Variously called smooth sumach, Pennsylvania sumach, and upland sumach, this shrub is found in almost all parts of the U.S.
The bark and the leaves are astringent, but the official parts are the BARK and the BERRIES. Both yield their active influence to water.
The red berries have a sour, astringent, not unpleasant taste and are often eaten by the country people. An infusion of the berries has been recommended as a cooling drink in febrile complaints and as a pleasant gargle in inflamed, sore and ulcerated throat. To prepare the drink, cover a quantity of the berries with boiling water and allow to infuse about 1/2 hr. Strain and sweeten to taste. Also useful in irritated conditions of the bladder, in the treatment of diabetics, and in the relief of bloody urine. Mixed with fresh pineapple juice, it is a most useful gargle in diphtheria and sore throat.
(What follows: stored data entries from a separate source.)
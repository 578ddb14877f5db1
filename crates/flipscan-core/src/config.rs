use std::path::PathBuf;
use std::str::FromStr;

use crate::app_config::{AppConfig, Environment};
use crate::criteria::{parse_percentile, parse_threshold};
use crate::products::FulfillmentMethod;
use crate::ConfigError;

/// Load application configuration from environment variables.
///
/// Calls `dotenvy::dotenv().ok()` to load `.env` files before reading env vars.
///
/// # Errors
///
/// Returns `ConfigError` if a value is present but invalid.
pub fn load_app_config() -> Result<AppConfig, ConfigError> {
    dotenvy::dotenv().ok();
    load_app_config_from_env()
}

/// Load application configuration from environment variables already in the process.
///
/// Unlike [`load_app_config`], this does NOT load `.env` files.
///
/// # Errors
///
/// Returns `ConfigError` if a value is present but invalid.
pub fn load_app_config_from_env() -> Result<AppConfig, ConfigError> {
    build_app_config(|key| std::env::var(key))
}

/// Build application configuration using the provided env-var lookup function.
///
/// Decoupled from the real environment so tests can drive it with a `HashMap`.
fn build_app_config<F>(lookup: F) -> Result<AppConfig, ConfigError>
where
    F: Fn(&str) -> Result<String, std::env::VarError>,
{
    let or_default = |var: &str, default: &str| -> String {
        lookup(var).unwrap_or_else(|_| default.to_string())
    };

    let invalid = |var: &str, reason: String| ConfigError::InvalidEnvVar {
        var: var.to_string(),
        reason,
    };

    let parse_u32 = |var: &str, default: &str| -> Result<u32, ConfigError> {
        or_default(var, default)
            .parse::<u32>()
            .map_err(|e| invalid(var, e.to_string()))
    };

    let parse_u64 = |var: &str, default: &str| -> Result<u64, ConfigError> {
        or_default(var, default)
            .parse::<u64>()
            .map_err(|e| invalid(var, e.to_string()))
    };

    let parse_usize = |var: &str, default: &str| -> Result<usize, ConfigError> {
        or_default(var, default)
            .parse::<usize>()
            .map_err(|e| invalid(var, e.to_string()))
    };

    // Thresholds accept "off" to disable the check entirely.
    let threshold = |var: &str, default: Option<&str>| -> Result<Option<f64>, ConfigError> {
        let raw = match lookup(var) {
            Ok(v) => v,
            Err(_) => match default {
                Some(d) => d.to_string(),
                None => return Ok(None),
            },
        };
        if raw.trim().eq_ignore_ascii_case("off") {
            return Ok(None);
        }
        parse_threshold(&raw).map(Some).map_err(|reason| invalid(var, reason))
    };

    let database_url = lookup("DATABASE_URL").ok().filter(|s| !s.is_empty());

    let env = parse_environment(&or_default("FLIPSCAN_ENV", "development"))?;
    let log_level = or_default("FLIPSCAN_LOG_LEVEL", "info");
    let fees_path = lookup("FLIPSCAN_FEES_PATH")
        .ok()
        .filter(|s| !s.is_empty())
        .map(PathBuf::from);

    let fulfillment = FulfillmentMethod::from_str(&or_default("FLIPSCAN_FULFILLMENT", "fba"))
        .map_err(|e| invalid("FLIPSCAN_FULFILLMENT", e.to_string()))?;

    let min_roi = threshold("FLIPSCAN_MIN_ROI", Some("40"))?;
    let min_profit = threshold("FLIPSCAN_MIN_PROFIT", None)?;
    let sales_rank_percentile = match or_default("FLIPSCAN_SALES_RANK_PERCENTILE", "5") {
        raw if raw.trim().eq_ignore_ascii_case("off") => None,
        raw => Some(
            parse_percentile(&raw)
                .map_err(|reason| invalid("FLIPSCAN_SALES_RANK_PERCENTILE", reason))?,
        ),
    };

    let max_reviews = {
        let raw = or_default("FLIPSCAN_MAX_REVIEWS", "20");
        if raw.trim().eq_ignore_ascii_case("off") {
            None
        } else {
            Some(
                raw.trim()
                    .parse::<u32>()
                    .map_err(|e| invalid("FLIPSCAN_MAX_REVIEWS", e.to_string()))?,
            )
        }
    };

    let top_n = parse_usize("FLIPSCAN_TOP_N", "25")?;

    let db_max_connections = parse_u32("FLIPSCAN_DB_MAX_CONNECTIONS", "10")?;
    let db_min_connections = parse_u32("FLIPSCAN_DB_MIN_CONNECTIONS", "1")?;
    let db_acquire_timeout_secs = parse_u64("FLIPSCAN_DB_ACQUIRE_TIMEOUT_SECS", "10")?;

    Ok(AppConfig {
        database_url,
        env,
        log_level,
        fees_path,
        fulfillment,
        min_roi,
        min_profit,
        max_reviews,
        sales_rank_percentile,
        top_n,
        db_max_connections,
        db_min_connections,
        db_acquire_timeout_secs,
    })
}

/// Parse a string into an `Environment` variant.
fn parse_environment(s: &str) -> Result<Environment, ConfigError> {
    match s {
        "development" => Ok(Environment::Development),
        "test" => Ok(Environment::Test),
        "production" => Ok(Environment::Production),
        other => Err(ConfigError::InvalidEnvVar {
            var: "FLIPSCAN_ENV".to_string(),
            reason: format!("expected development, test, or production; got '{other}'"),
        }),
    }
}

#[cfg(test)]
#[path = "config_test.rs"]
mod tests;
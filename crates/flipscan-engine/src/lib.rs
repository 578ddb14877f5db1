//! Profit and ROI engine for retail arbitrage.
//!
//! Leaf-first: [`costs`] prices fees for one unit, [`calculator`] turns a
//! source/listing pair into an [`Opportunity`], [`filter`] and [`rank`]
//! narrow and order the results, and [`batch`] drives a whole scan.

pub mod batch;
pub mod calculator;
pub mod costs;
pub mod error;
pub mod filter;
pub mod percentile;
pub mod rank;

#[cfg(test)]
mod test_support;

pub use batch::{calculate_batch, match_listing, BatchOutcome, SkippedPair};
pub use calculator::{calculate_opportunity, Opportunity};
pub use costs::{classify_size_tier, compute_costs, CostBreakdown, CostInputs};
pub use error::EngineError;
pub use filter::{
    apply_filters, profit_filter, review_filter, roi_filter, sales_rank_filter, Filter,
    FilterPipeline, SalesRankCheck,
};
pub use percentile::{
    CategorySizes, RankDistribution, DEFAULT_CATEGORY_SIZES, DEFAULT_UNMAPPED_CATEGORY_SIZE,
};
pub use rank::{rank, summarize, OpportunitySummary, RankKey, StoreSummary};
An infusion of the inner bark of the root used as a gargle is considered almost as a specific in the sore mouth attending inordinate mercurial salivation.
In relaxed bowel conditions, chronic diarrhea, intestinal and rectal hemorrhage, and in inflammation of the bladder, the bark is often used as it is more stimulating and tonic.
It is a good wash for aphthous sore mouth and spongy gums.
In prolapsed uterus and prolapsus ani, using an infusion of the bark, either by drinking or as an injection, might be helpful.
As an injection in leucorrhea, the leaves prepared in infusion are equal to witch hazel, having the same soothing influence but being more drying. Prepare the infusion by steeping 1 oz. of the leaves in 1 pt. boiling water. As the leaves are the least astringent, they are valuable in dysentery and hemorrhage of the lungs and uterus.
The decoction is made with 1 oz. bark to 1 pt. boiling water. It is used in doses of 1 wine-glassful or more internally or externally.
NOTE—There are several species of sumach which possess poisonous properties such as the one known as poison ivy. Therefore, if you decide to pick the berries, be sure you have the right sumach.